The researchers measured both the children’s height and skinfold thickness, or subcutaneous fat, at various spots on the body. Based on the skinfold thickness, none of the children who would’ve qualified as “stunted” showed signs of malnutrition. Zooming in on more than 700 children in West Timor, where stunting rates ranged from roughly 9 percent among youngsters from the wealthiest families to 47 percent among the poorest, the team again found no link between stunting and malnutrition.

Rather than a proxy for malnutrition, stunting is a proxy for social disadvantage, Scheffler argues. “It could be that malnourished people are stunted, but stunted people are not always malnourished.”

“We know that height is very sensitive to inequality.”

Joan Costa-Font, health economist

That could help explain a growing body of research showing that nutrition interventions do little to improve child growth, says anthropologist Emily Yates-Doerr of Oregon State University in Corvallis. “Global health professionals are finding it difficult to feed people taller.”

Precise numbers for how much money goes toward reducing stunting worldwide are hard to come by. One 2016 estimate suggests that globally, countries spend almost $4 billion per year to address stunting and other hunger-related issues, such as anemia. And many researchers and policy makers believe that substantially more money is needed. “Height is a signal and this needs to be discussed and to be understood. Because if we misinterpret the signal, we draw false conclusions,” Hermanussen says.

But not everyone is convinced that social status plays any role in human height, let alone a big role. Research suggests that humans can show dominance in ways besides height, such as by walking together in a group — displaying power in numbers — or using weapons, says Christopher von Rueden, an evolutionary anthropologist at the University of Richmond in Virginia. Gauging social status via height and not, say, collective fighting ability or muscle mass, he says is “odd.”

And human societies are complex. In particular, social networks are fluid, with people moving in and out. Any signal from strategic growth may be swamped by other factors.

Central to the debate is one’s view of human nature.

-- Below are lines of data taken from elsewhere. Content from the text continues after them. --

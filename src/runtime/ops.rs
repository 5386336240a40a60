use std::rc::Rc;

use tracing::debug;

use crate::ast::{DeclSpec, ParamSpec, TypeSpec};
use crate::error::{ErrorCode, MangoError, MangoResult};
use crate::names::{Context, NameTable, ScopeKind};
use crate::object::{self, structs, FuncBody, Function, ObjRef, Param, Payload, TypeTag};

use super::Runtime;

fn same_shape(expected: TypeTag, actual: TypeTag) -> bool {
    expected.base() == actual.base() && expected.is_pointer() == actual.is_pointer()
}

impl Runtime {
    // ── Bindings ────────────────────────────────────────────────────

    /// The object a binding should hold for `value`: values already bound
    /// elsewhere are copied so the two names stay independent.
    pub fn bind_copy(&self, value: &ObjRef) -> MangoResult<ObjRef> {
        if value.refcount() == 0 {
            return Ok(Rc::clone(value));
        }
        match &*value.payload() {
            Payload::Int(_) | Payload::Char(_) | Payload::Pointer(_) => {}
            Payload::StructInstance(_) => return structs::instantiate(&self.heap, value),
            _ => return Ok(Rc::clone(value)),
        }
        self.heap.clone_object(value)
    }

    /// `T name`, `T name[n]` and `T name = value` in the scope of `ctx`.
    pub fn declare(
        &self,
        ctx: &Context,
        decl: &DeclSpec,
        size: Option<&ObjRef>,
        value: Option<&ObjRef>,
    ) -> MangoResult<ObjRef> {
        let tag = self.types.resolve_type(&decl.ty.name, decl.ty.pointer)?;
        let obj = match value {
            Some(value) => {
                let expected = if decl.array { tag.pointer() } else { tag };
                if !same_shape(expected, value.tag()) {
                    return Err(MangoError::mismatched_types().at_opt(value.pos().as_ref()));
                }
                self.bind_copy(value)?
            }
            None => self.default_value(&decl.ty, tag, decl.array, size)?,
        };
        ctx.names().set(&decl.name, Rc::clone(&obj));
        Ok(obj)
    }

    fn default_value(&self, ty: &TypeSpec, tag: TypeTag, array: bool, size: Option<&ObjRef>) -> MangoResult<ObjRef> {
        if array {
            let len = match size {
                Some(size) if size.tag() == TypeTag::INT => size.as_int().unwrap_or_default(),
                _ => return Err(MangoError::runtime(ErrorCode::InvalidType, "Array size must be an integer")),
            };
            let len = usize::try_from(len).map_err(|_| {
                MangoError::runtime(ErrorCode::InvalidValue, format!("Invalid array size {len}"))
            })?;
            let items = self.heap.array(tag, len)?;
            return self.heap.pointer(tag, Some(items));
        }
        if tag.is_pointer() {
            return self.heap.pointer(tag, None);
        }
        match tag.base() {
            TypeTag::STRUCT => {
                let template = self.types.template(&ty.name).ok_or_else(|| {
                    MangoError::runtime(ErrorCode::InvalidType, format!("'{}' has no struct definition", ty.name))
                })?;
                structs::instantiate(&self.heap, &template)
            }
            TypeTag::FUNC => Err(MangoError::illegal(format!("Cannot declare a variable of type '{}'", ty.name))),
            _ => self.heap.scalar(tag, 0),
        }
    }

    // ── Paths ───────────────────────────────────────────────────────

    /// Resolves `a.b.c`: the head through the scope chain, each member in
    /// its struct's own table. Pointers to structs are followed.
    pub fn lookup(&self, ctx: &Context, path: &[String]) -> MangoResult<ObjRef> {
        let (head, rest) = path.split_first().ok_or_else(|| MangoError::internal("Empty name path"))?;
        let mut obj = ctx.names().get(head).ok_or_else(|| MangoError::undefined(head))?;
        for (i, member) in rest.iter().enumerate() {
            let table = self.member_table(&obj, &path[..=i])?;
            obj = table.get_local(member).ok_or_else(|| MangoError::undefined(&path[..i + 2].join(".")))?;
        }
        Ok(obj)
    }

    fn member_table(&self, holder: &ObjRef, path: &[String]) -> MangoResult<Rc<NameTable>> {
        let holder = if holder.tag().is_pointer() { object::ops::deref(holder)? } else { Rc::clone(holder) };
        holder
            .struct_scope()
            .map(|scope| scope.names())
            .ok_or_else(|| MangoError::illegal(format!("'{}' is not a struct", path.join("."))))
    }

    /// `path = value`. The stored object takes over the target's unsigned
    /// flag; const targets and differing tags are rejected.
    pub fn assign(&self, ctx: &Context, path: &[String], value: &ObjRef) -> MangoResult<ObjRef> {
        let current = self.lookup(ctx, path)?;
        if current.is_const() {
            return Err(MangoError::illegal("Assignment to constant"));
        }
        if current.tag() != value.tag() {
            return Err(MangoError::mismatched_types());
        }
        let stored = self.bind_copy(value)?;
        if current.is_unsigned() {
            stored.mark_unsigned();
        }
        match path.split_last() {
            Some((name, [])) => {
                ctx.names().assign(name, Rc::clone(&stored));
            }
            Some((name, holder)) => {
                let owner = self.lookup(ctx, holder)?;
                self.member_table(&owner, holder)?.set(name, Rc::clone(&stored));
            }
            None => return Err(MangoError::internal("Empty name path")),
        }
        Ok(stored)
    }

    pub fn get_item(&self, ctx: &Context, path: &[String], index: &ObjRef) -> MangoResult<ObjRef> {
        let target = self.lookup(ctx, path)?;
        object::ops::get_item(&self.heap, &target, index)
    }

    pub fn set_item(&self, ctx: &Context, path: &[String], index: &ObjRef, value: &ObjRef) -> MangoResult<ObjRef> {
        let target = self.lookup(ctx, path)?;
        object::ops::set_item(&target, index, value)?;
        Ok(Rc::clone(value))
    }

    /// `path++` / `path--`; yields the value before the step.
    pub fn step(&self, ctx: &Context, path: &[String], delta: i32) -> MangoResult<ObjRef> {
        let target = self.lookup(ctx, path)?;
        object::ops::step(&self.heap, &target, delta)
    }

    // ── Functions ───────────────────────────────────────────────────

    pub fn declare_function(
        &self,
        ctx: &Context,
        ret: &TypeSpec,
        name: &str,
        params: &[ParamSpec],
        file: Option<Rc<str>>,
    ) -> MangoResult<ObjRef> {
        let ret = self.types.resolve_type(&ret.name, ret.pointer)?;
        let params = params
            .iter()
            .map(|p| Ok(Param { name: p.name.clone(), tag: self.types.resolve_type(&p.ty.name, p.ty.pointer)? }))
            .collect::<MangoResult<Vec<_>>>()?;
        let func = self.heap.function(Function::new(name, params, ret, file))?;
        ctx.names().set(name, Rc::clone(&func));
        Ok(func)
    }

    /// Invokes `callee` with already evaluated arguments from `ctx`.
    ///
    /// The callee runs in a fresh function context whose table is parented
    /// on the caller's. Arguments not bound by the callee stay temporaries
    /// for the next sweep; the context is disposed on every path.
    pub fn call(&mut self, ctx: &Context, callee: &ObjRef, args: &[ObjRef]) -> MangoResult<ObjRef> {
        let func = callee
            .function()
            .ok_or_else(|| MangoError::illegal(format!("Value of type {} is not callable", callee.tag())))?;
        if args.len() != func.arg_count() {
            return Err(MangoError::illegal("Invalid number of arguments passed to function"));
        }
        for (param, arg) in func.params.iter().zip(args) {
            if param.tag != arg.tag() {
                return Err(MangoError::mismatched_types().at_opt(arg.pos().as_ref()));
            }
        }
        let body = func.body.borrow().clone();
        if matches!(body, FuncBody::Undefined) {
            return Err(MangoError::runtime(
                ErrorCode::UndefinedName,
                format!("Undefined reference to function '{}'", func.name),
            ));
        }

        self.enter_call()?;
        let fctx = Context::new(ScopeKind::Function, func.file.clone(), &func.name, NameTable::with_parent(ctx.names()));
        let result = self.run_body(&fctx, &func, body, args);
        fctx.dispose();
        self.leave_call();
        result
    }

    fn run_body(&mut self, fctx: &Rc<Context>, func: &Function, body: FuncBody, args: &[ObjRef]) -> MangoResult<ObjRef> {
        match body {
            FuncBody::Builtin(f) => return f(self, fctx, args),
            FuncBody::Foreign(foreign) => return crate::dynload::call_foreign(self, &foreign, fctx, args),
            FuncBody::Undefined => return Err(MangoError::internal("Function body vanished")),
            FuncBody::Bytecode { program, start, count } => {
                self.bind_params(fctx, func, args)?;
                crate::vm::call_body(self, fctx, program, start, count)?;
            }
            FuncBody::Ast(nodes) => {
                self.bind_params(fctx, func, args)?;
                crate::interpreter::call_body(self, fctx, &nodes)?;
            }
        }
        let Some(value) = fctx.take_return() else {
            return self.heap.int(0);
        };
        if value.tag() != func.ret {
            return Err(MangoError::mismatched_types().at_opt(value.pos().as_ref()));
        }
        Ok(value)
    }

    fn bind_params(&self, fctx: &Context, func: &Function, args: &[ObjRef]) -> MangoResult<()> {
        let names = fctx.names();
        for (param, arg) in func.params.iter().zip(args) {
            names.set(&param.name, self.bind_copy(arg)?);
        }
        Ok(())
    }

    pub fn set_return(&self, ctx: &Context, value: &ObjRef) -> MangoResult<()> {
        if ctx.kind() != ScopeKind::Function {
            return Err(MangoError::illegal("'return' outside of a function"));
        }
        ctx.set_return(Rc::clone(value));
        Ok(())
    }

    // ── Structs and types ───────────────────────────────────────────

    /// Fresh struct-kind context for a struct body; its table has no parent
    /// so member declarations never see enclosing names.
    pub fn struct_scope(&self, name: &str, file: Option<Rc<str>>) -> Rc<Context> {
        Context::new(ScopeKind::Struct, file, name, NameTable::new())
    }

    /// Wraps a populated struct body as a template, binds it in `outer` and
    /// registers it as a type.
    pub fn declare_struct(&mut self, outer: &Context, name: &str, scope: Rc<Context>) -> MangoResult<ObjRef> {
        let template = structs::new_template(&self.heap, name, scope)?;
        outer.names().set(name, Rc::clone(&template));
        self.types.register(&self.heap, name, TypeTag::STRUCT, Some(Rc::clone(&template)))?;
        debug!(name, "declared struct");
        Ok(template)
    }

    /// `typedef [*]old as new`; yields the new type descriptor.
    pub fn typedef(&mut self, base: &TypeSpec, name: &str) -> MangoResult<ObjRef> {
        let desc = self
            .types
            .lookup(&base.name)
            .ok_or_else(|| MangoError::runtime(ErrorCode::InvalidType, format!("Unknown type '{}'", base.name)))?;
        let tag = if base.pointer { desc.tag.pointer() } else { desc.tag };
        self.types.register(&self.heap, name, tag, desc.template)
    }
}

Would a pecking order persist in human societies if other inequalities could be erased? Or would the need for a ranking system also go away? In the absence of the elaborate political and cultural systems thought to drive inequality among humans, social animals still establish hierarchies, Bogin says. Why should an equalized human society be any different?

“If everything were totally equal for everybody…we would still have a lot of variation in height,” Bogin says.

But many researchers studying height disagree. If resources were equally divided, height variations that Bogin and others attribute to social status would disappear too, says Cox, adding: “Height seems like such a basic trait. I think a lot of people would be really surprised to know how little we actually understand about it.”